I know that the distributed node does not combine intermediate results from shards by using distributed_group_by_no_merge.
The following SQL
select sum(xxxxx),xxxxx from (
select sum(xxxx),xxxx
from (
select count(xxx),xxx
from distributed_table group by xxx )
group by xxxx SETTINGS distributed_group_by_no_merge = 1
) group by xxxxx
I want to know that which part of sql will be sent to MergeTree node to execute by using distributed_group_by_no_merge? is it?select count(xxx),xxx from distributed_table group by xxx ) group by xxxx SETTINGS distributed_group_by_no_merge = 1
how does the parameter of distributed_group_by_no_merge change the behavior of distributed query?which part of sql execute on MergeTree node and which part of sql execute on distributed node?
distributed_group_by_no_merge-param affects the way how the initiator-node (it is a node which runs distributed query) will form the final result of a distributed query:
either by merging aggregated intermediate states coming from shards by itself (it required copying full aggregated intermediate states from shards to initiator-node) [distributed_group_by_no_merge = 0 (default mode)]
or get already final result from shards (when each shard merges an intermediate aggregation state on its side and send to initiator-node only the final result).

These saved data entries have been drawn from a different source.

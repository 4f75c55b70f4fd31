//! View rendering for the admin console.
//!
//! Layout: a toolbar (type selector plus "Create New" / "View All"), an
//! optional notice banner, and one panel whose body depends on `Mode`.
//! While a transition is pending the previous body stays up and the panel
//! shows a loading line instead of switching early.

use web_sys::{HtmlInputElement, HtmlSelectElement};
use yew::html::Scope;
use yew::prelude::*;

use common::console::{Control, CreatePanel, CreatePhase, Mode, Notice, PageTarget, Transition, ViewPanel};
use common::forms::FieldValue;
use common::model::record::{Record, RecordId};

use super::fields::form_fields;
use super::messages::Msg;
use super::state::AdminConsoleComponent;

pub fn view(component: &AdminConsoleComponent, ctx: &Context<AdminConsoleComponent>) -> Html {
    let link = ctx.link();
    let console = &component.console;

    html! {
        <div class="admin-console">
            { build_toolbar(component, link) }
            {
                match &console.notice {
                    Some(notice) => build_notice(notice, link),
                    None => html! {},
                }
            }
            <div class="admin-panel">
                <h2 class="panel-title">{ panel_title(component) }</h2>
                {
                    match &console.pending {
                        Some(transition) => build_loading(transition),
                        None => html! {},
                    }
                }
                {
                    match &console.mode {
                        Mode::None => html! {
                            <div class="form-message">{ "Please select an action using the buttons above" }</div>
                        },
                        Mode::Create(panel) => build_create_panel(component, panel, link),
                        Mode::View(panel) => build_view_panel(component, panel, link),
                    }
                }
            </div>
        </div>
    }
}

fn panel_title(component: &AdminConsoleComponent) -> String {
    match &component.console.mode {
        Mode::None => "Database Object Details".to_string(),
        Mode::Create(panel) => format!("Create New {}", panel.record_type.label()),
        Mode::View(panel) => format!("{} List", panel.record_type.label()),
    }
}

fn build_toolbar(component: &AdminConsoleComponent, link: &Scope<AdminConsoleComponent>) -> Html {
    let console = &component.console;
    let selected = console.selected.as_ref().map(|t| t.as_str().to_string()).unwrap_or_default();
    let onchange = link.callback(|e: Event| {
        let select: HtmlSelectElement = e.target_unchecked_into();
        Msg::SelectType(select.value())
    });

    html! {
        <div class="admin-toolbar">
            <select id="object-type" {onchange}>
                <option value="" selected={selected.is_empty()}>{ "Select object type" }</option>
                { for console.record_types.iter().map(|t| html! {
                    <option value={t.as_str().to_string()} selected={t.as_str() == selected}>
                        { t.label() }
                    </option>
                }) }
            </select>
            <button class="action-btn" onclick={link.callback(|_| Msg::OpenCreate)}>{ "Create New" }</button>
            <button class="action-btn" onclick={link.callback(|_| Msg::OpenView)}>{ "View All" }</button>
        </div>
    }
}

fn build_notice(notice: &Notice, link: &Scope<AdminConsoleComponent>) -> Html {
    let (class, text) = match notice {
        Notice::Error(text) => ("notice notice-error", text),
    };
    html! {
        <div class={class}>
            <span>{ text.clone() }</span>
            <button class="notice-close" onclick={link.callback(|_| Msg::DismissNotice)}>{ "✕" }</button>
        </div>
    }
}

fn build_loading(transition: &Transition) -> Html {
    let text = match transition {
        Transition::Create(_) => "Loading form fields...".to_string(),
        Transition::View(record_type) => format!("Loading {}...", record_type),
    };
    html! {
        <div class="loading">
            <div class="loading-spinner"></div>
            <p>{ text }</p>
        </div>
    }
}

fn build_create_panel(
    component: &AdminConsoleComponent,
    panel: &CreatePanel,
    link: &Scope<AdminConsoleComponent>,
) -> Html {
    let record_type = &panel.record_type;
    match panel.phase {
        CreatePhase::NoColumns => html! {
            <div class="form-message">{ "No columns found for this object type" }</div>
        },
        CreatePhase::Created => html! {
            <div class="form-message success">
                <p><strong>{ "Success!" }</strong>{ " Object created successfully." }</p>
                <p>{ format!("You can create another {} or view all objects.", record_type) }</p>
                <div class="form-actions">
                    <button class="submit-btn" onclick={link.callback(|_| Msg::CreateAnother)}>{ "Create another" }</button>
                    <button class="action-btn" onclick={link.callback(|_| Msg::OpenView)}>{ "View all" }</button>
                </div>
            </div>
        },
        CreatePhase::Editing => {
            let busy = component.console.busy.is_busy(&Control::CreateSubmit);
            let on_input = link.callback(|(name, value): (String, FieldValue)| Msg::CreateInput { name, value });
            let onsubmit = link.callback(|e: SubmitEvent| {
                e.prevent_default();
                Msg::SubmitCreate
            });
            html! {
                <form id="create-form" novalidate={true} {onsubmit}>
                    { form_fields(&panel.form, "new", on_input) }
                    if let Some(err) = &panel.error {
                        <div class="form-message error">
                            <p><strong>{ "Error!" }</strong>{ " Something went wrong while saving." }</p>
                            <p>{ err.clone() }</p>
                            <p>{ "Please try again." }</p>
                        </div>
                    }
                    <div class="form-actions">
                        <button type="submit" class="submit-btn" disabled={busy}>
                            { if busy { "Saving..." } else { "Save" } }
                        </button>
                    </div>
                </form>
            }
        }
    }
}

fn build_view_panel(
    component: &AdminConsoleComponent,
    panel: &ViewPanel,
    link: &Scope<AdminConsoleComponent>,
) -> Html {
    let record_type = &panel.record_type;
    let oninput = link.callback(|e: InputEvent| {
        let input: HtmlInputElement = e.target_unchecked_into();
        Msg::SearchInput(input.value())
    });

    let body = if let Some(err) = &panel.load_error {
        html! {
            <div class="form-message error">
                { "Error loading objects. Please try again." }
                <br /><br />
                <pre>{ err.clone() }</pre>
            </div>
        }
    } else if panel.list.all().is_empty() {
        html! {
            <div class="no-data">
                <p>{ format!("No {} found.", record_type) }</p>
                <button class="submit-btn" onclick={link.callback(|_| Msg::OpenCreate)}>
                    { format!("Create First {}", record_type) }
                </button>
            </div>
        }
    } else if panel.list.filtered().is_empty() {
        html! {
            <div class="no-data">
                <p>{ format!("No {} found matching your search.", record_type) }</p>
            </div>
        }
    } else {
        html! {
            <>
                <div class="object-list">
                    { for panel.list.visible_slice().iter().map(|record| build_accordion(component, panel, record, link)) }
                </div>
                { build_pagination(panel, link) }
            </>
        }
    };

    html! {
        <div class="view-mode">
            <div class="view-controls">
                <input
                    type="search"
                    class="search-input"
                    placeholder="Search..."
                    value={panel.search_input.clone()}
                    {oninput}
                />
                <button class="action-btn" onclick={link.callback(|_| Msg::Refresh)}>{ "Refresh" }</button>
            </div>
            { body }
        </div>
    }
}

fn build_accordion(
    component: &AdminConsoleComponent,
    panel: &ViewPanel,
    record: &Record,
    link: &Scope<AdminConsoleComponent>,
) -> Html {
    let id = record.id();
    let expanded = panel.is_expanded(&id);
    let title = record.display_title(&panel.record_type);

    let toggle = {
        let id = id.clone();
        link.callback(move |_: MouseEvent| Msg::ToggleRow(id.clone()))
    };

    html! {
        <div class="object-accordion" key={id.as_str().to_string()}>
            <div class={classes!("accordion-header", expanded.then_some("active"))} onclick={toggle}>
                <span>{ title }</span>
                <span class="accordion-icon">{ if expanded { "▲" } else { "▼" } }</span>
            </div>
            if expanded {
                { build_edit_form(component, panel, &id, link) }
            }
        </div>
    }
}

fn build_edit_form(
    component: &AdminConsoleComponent,
    panel: &ViewPanel,
    id: &RecordId,
    link: &Scope<AdminConsoleComponent>,
) -> Html {
    let Some(draft) = panel.draft(id) else {
        return html! {};
    };
    let busy = &component.console.busy;
    let updating = busy.is_busy(&Control::Update(id.clone()));
    let deleting = busy.is_busy(&Control::Delete(id.clone()));

    let on_input = {
        let id = id.clone();
        link.callback(move |(name, value): (String, FieldValue)| Msg::EditInput {
            id: id.clone(),
            name,
            value,
        })
    };
    let on_update = {
        let id = id.clone();
        link.callback(move |_: MouseEvent| Msg::SubmitUpdate(id.clone()))
    };
    let on_submit = {
        let id = id.clone();
        link.callback(move |e: SubmitEvent| {
            e.prevent_default();
            Msg::SubmitUpdate(id.clone())
        })
    };
    let on_delete = {
        let id = id.clone();
        link.callback(move |_: MouseEvent| Msg::Delete(id.clone()))
    };

    html! {
        <div class="accordion-content">
            <form class="accordion-form" novalidate={true} onsubmit={on_submit}>
                { form_fields(draft, id.as_str(), on_input) }
            </form>
            <div class="object-actions">
                <button type="button" class="update-btn" disabled={updating} onclick={on_update}>
                    { if updating { "Updating..." } else { "Update" } }
                </button>
                <button type="button" class="delete-btn" disabled={deleting} onclick={on_delete}>
                    { if deleting { "Deleting..." } else { "Delete" } }
                </button>
            </div>
        </div>
    }
}

fn build_pagination(panel: &ViewPanel, link: &Scope<AdminConsoleComponent>) -> Html {
    let list = &panel.list;
    let button = |label: &'static str, target: PageTarget| {
        html! {
            <button
                class="page-btn"
                disabled={!list.can_go(target)}
                onclick={link.callback(move |_| Msg::Page(target))}
            >
                { label }
            </button>
        }
    };

    html! {
        <div class="pagination-controls">
            { button("«", PageTarget::First) }
            { button("‹", PageTarget::Prev) }
            <span class="page-info">{ format!("Page {} of {}", list.page(), list.page_count().max(1)) }</span>
            { button("›", PageTarget::Next) }
            { button("»", PageTarget::Last) }
        </div>
    }
}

It provides a significant improvement in performance and resource consumption but requires the right selection of the sharding key [distributed_group_by_no_merge = 1]
I would put distributed_group_by_no_merge at the same level of subquery where defined distributed table to explicitly define your intention and avoid confusion when there are several distributed-subqueries.
Let's look at the way how to check the differences between the two modes (will use _shard_num-virtual column):
SELECT
groupUniqArray(_shard_num) AS shards,
..
FROM table
WHERE ..
GROUP BY ..
SETTINGS distributed_group_by_no_merge = 0
/* Aggregated states were merged into ONE result set on initiator-node.
┌─shards────┬─ ..
│ [2, 1, 3] │ ..
└───────────┴─ ..
*/
SELECT
groupUniqArray(_shard_num) AS shards,
..
FROM table
WHERE ..
GROUP BY ..
SETTINGS distributed_group_by_no_merge = 1
/* Get a set of final results (not aggregated states) from each shard. They should be unioned manually.
┌─shards─┬─ ..
│ [2] │ ..
│ [1] │ ..
│ [3] │ ..
└────────┴─ ..
*/
See https://clickhouse.com/docs/en/operations/settings/settings#distributed_group_by_no_merge.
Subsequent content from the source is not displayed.